Only the lines from the one containing "fn init(&mut self, ctx: &mut" to the end of the data are wanted; print them exactly as they appear.

◆ **Saved entries**
▬▬▬

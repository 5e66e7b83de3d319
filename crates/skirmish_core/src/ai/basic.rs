//! A small rule-based AI used by the headless runner and the test fixtures.
//!
//! Every few ticks it sends idle harvesters to the nearest known deposit,
//! keeps producers busy while the stockpile allows, turns idle fighters on
//! the first enemy seen near home and sends a wave at the oldest enemy
//! warning position once enough fighters idle at once.

use serde::{Deserialize, Serialize};

use super::brain::AiBrain;
use super::context::{AiContext, AiOrder, CommandSpec, OrderTarget, UnitRef};
use crate::components::{CommandResult, Unit};
use crate::error::{GameError, Result};
use crate::tech::{CommandClass, UnitType};

/// Tuning for [`BasicAi`].
#[derive(Debug, Clone, PartialEq, Eq, Serialize, Deserialize)]
#[serde(default)]
pub struct BasicAiSettings {
    /// Ticks between decisions.
    pub think_interval: u64,
    /// Distance from home at which enemies draw a response.
    pub defence_radius: i32,
    /// Stop producing at this many units.
    pub max_units: usize,
    /// Harvesters wanted before fighters are produced.
    pub target_harvesters: usize,
    /// Idle fighters needed to attack a warning position.
    pub wave_size: usize,
}

impl Default for BasicAiSettings {
    fn default() -> Self {
        Self {
            think_interval: 5,
            defence_radius: 16,
            max_units: 24,
            target_harvesters: 5,
            wave_size: 3,
        }
    }
}

#[derive(Debug, Clone, Default, PartialEq, Eq, Serialize, Deserialize)]
struct Memory {
    orders: u64,
    produced: u64,
    waves: u64,
}

/// Rule-based AI brain.
#[derive(Debug, Clone, Default)]
pub struct BasicAi {
    settings: BasicAiSettings,
    memory: Memory,
}

fn is_harvester(ut: &UnitType) -> bool {
    ut.first_command_of_class(CommandClass::Harvest).is_some()
}

fn is_fighter(ut: &UnitType) -> bool {
    ut.attack > 0
        && ut.first_command_of_class(CommandClass::Attack).is_some()
        && !is_harvester(ut)
}

impl BasicAi {
    /// Brain with the given tuning.
    #[must_use]
    pub fn new(settings: BasicAiSettings) -> Self {
        Self {
            settings,
            memory: Memory::default(),
        }
    }

    /// Orders issued so far.
    #[must_use]
    pub fn orders_issued(&self) -> u64 {
        self.memory.orders
    }

    fn issue(&mut self, ctx: &mut AiContext<'_>, order: AiOrder) -> Result<CommandResult> {
        let (result, message) = ctx.issue_command(order)?;
        self.memory.orders += 1;
        if result != CommandResult::Success {
            ctx.print_log(3, &format!("Order {order:?} failed: {result:?} {message}"));
        }
        Ok(result)
    }

    fn send_harvesters(&mut self, ctx: &mut AiContext<'_>, units: &[(Unit, UnitType)]) -> Result<()> {
        let resources = ctx.resource_types();
        for (unit, ut) in units.iter().filter(|(u, ut)| u.is_idle() && is_harvester(ut)) {
            for rt in &resources {
                let Some(command) = ut.first_harvest_command(rt.id) else {
                    continue;
                };
                let command = command.id;
                if let Some(pos) = ctx.nearest_sighted_resource(rt.id, unit.pos, true) {
                    ctx.print_log(3, &format!("Unit {} harvests {} at {pos}", unit.id, rt.name));
                    self.issue(
                        ctx,
                        AiOrder::new(
                            UnitRef::Id(unit.id),
                            CommandSpec::Type(command),
                            OrderTarget::Position(pos),
                        ),
                    )?;
                    break;
                }
            }
        }
        Ok(())
    }

    fn produce(&mut self, ctx: &mut AiContext<'_>, units: &[(Unit, UnitType)]) -> Result<()> {
        if units.len() >= self.settings.max_units {
            return Ok(());
        }
        let harvesters = units.iter().filter(|(_, ut)| is_harvester(ut)).count();
        let want_harvester = harvesters < self.settings.target_harvesters;

        for (unit, ut) in units.iter().filter(|(u, _)| u.is_idle()) {
            let mut options: Vec<_> = ut
                .command_types
                .iter()
                .filter(|ct| ct.class == CommandClass::Produce)
                .filter_map(|ct| Some((ct.id, ctx.unit_type(ct.produces?)?)))
                .collect();
            // Preferred product first; stable so tech order breaks ties.
            options.sort_by_key(|(_, product)| is_harvester(product) != want_harvester);

            for (command, product) in options {
                if !ctx.check_costs(product.id)
                    || !ctx.reqs_ok(command)
                    || !ctx.unit_type_reqs_ok(product.id)
                {
                    continue;
                }
                let result = self.issue(
                    ctx,
                    AiOrder::new(
                        UnitRef::Id(unit.id),
                        CommandSpec::Type(command),
                        OrderTarget::None,
                    ),
                )?;
                if result == CommandResult::Success {
                    self.memory.produced += 1;
                    ctx.print_log(2, &format!("Producing {}", product.name));
                    break;
                }
            }
        }
        Ok(())
    }

    /// Returns whether any fighter was sent.
    fn defend(&mut self, ctx: &mut AiContext<'_>, units: &[(Unit, UnitType)]) -> Result<bool> {
        let Some(enemy) = ctx.first_sighted_enemy(self.settings.defence_radius) else {
            return Ok(false);
        };
        let mut sent = false;
        for (unit, _) in units.iter().filter(|(u, ut)| u.is_idle() && is_fighter(ut)) {
            self.issue(
                ctx,
                AiOrder::new(
                    UnitRef::Id(unit.id),
                    CommandSpec::Class(CommandClass::Attack),
                    OrderTarget::Unit(enemy.id),
                ),
            )?;
            sent = true;
        }
        Ok(sent)
    }

    fn send_wave(&mut self, ctx: &mut AiContext<'_>, units: &[(Unit, UnitType)]) -> Result<()> {
        let Some(&target) = ctx.enemy_warning_positions().first() else {
            return Ok(());
        };
        let fighters: Vec<_> = units
            .iter()
            .filter(|(u, ut)| u.is_idle() && is_fighter(ut))
            .map(|(u, _)| u.id)
            .collect();
        if fighters.len() < self.settings.wave_size {
            return Ok(());
        }
        let group = i32::try_from(self.memory.waves).unwrap_or(i32::MAX);
        for id in fighters {
            self.issue(
                ctx,
                AiOrder::new(
                    UnitRef::Id(id),
                    CommandSpec::Class(CommandClass::Attack),
                    OrderTarget::Position(target),
                )
                .in_group(group),
            )?;
        }
        ctx.remove_enemy_warning_position(target);
        self.memory.waves += 1;
        ctx.print_log(1, &format!("Attack wave {group} sent to {target}"));
        Ok(())
    }
}

impl AiBrain for BasicAi {
    fn init(&mut self, ctx: &mut AiContext<'_>) -> Result<()> {
        ctx.print_log(1, "Basic AI started");
        Ok(())
    }

    fn update(&mut self, ctx: &mut AiContext<'_>) -> Result<()> {
        if ctx.tick_counter() % self.settings.think_interval.max(1) != 0 {
            return Ok(());
        }
        let units: Vec<(Unit, UnitType)> = ctx
            .my_units()
            .into_iter()
            .filter_map(|u| {
                let ut = ctx.unit_type(u.unit_type)?;
                Some((u, ut))
            })
            .collect();

        if !self.defend(ctx, &units)? {
            self.send_wave(ctx, &units)?;
        }
        self.send_harvesters(ctx, &units)?;
        self.produce(ctx, &units)
    }

    fn save_state(&self) -> Option<String> {
        ron::to_string(&self.memory).ok()
    }

    fn load_state(&mut self, state: &str) -> Result<()> {
        self.memory = ron::from_str(state)
            .map_err(|e| GameError::SaveState(format!("Basic AI state: {e}")))?;
        Ok(())
    }
}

▬▬▬

◆ **THE COMPLETED TASK**
    fn init(&mut self, ctx: &mut AiContext<'_>) -> Result<()> {
        ctx.print_log(1, "Basic AI started");
        Ok(())
    }

    fn update(&mut self, ctx: &mut AiContext<'_>) -> Result<()> {
        if ctx.tick_counter() % self.settings.think_interval.max(1) != 0 {
            return Ok(());
        }
        let units: Vec<(Unit, UnitType)> = ctx
            .my_units()
            .into_iter()
            .filter_map(|u| {
                let ut = ctx.unit_type(u.unit_type)?;
                Some((u, ut))
            })
            .collect();

        if !self.defend(ctx, &units)? {
            self.send_wave(ctx, &units)?;
        }
        self.send_harvesters(ctx, &units)?;
        self.produce(ctx, &units)
    }

    fn save_state(&self) -> Option<String> {
        ron::to_string(&self.memory).ok()
    }

    fn load_state(&mut self, state: &str) -> Result<()> {
        self.memory = ron::from_str(state)
            .map_err(|e| GameError::SaveState(format!("Basic AI state: {e}")))?;
        Ok(())
    }
}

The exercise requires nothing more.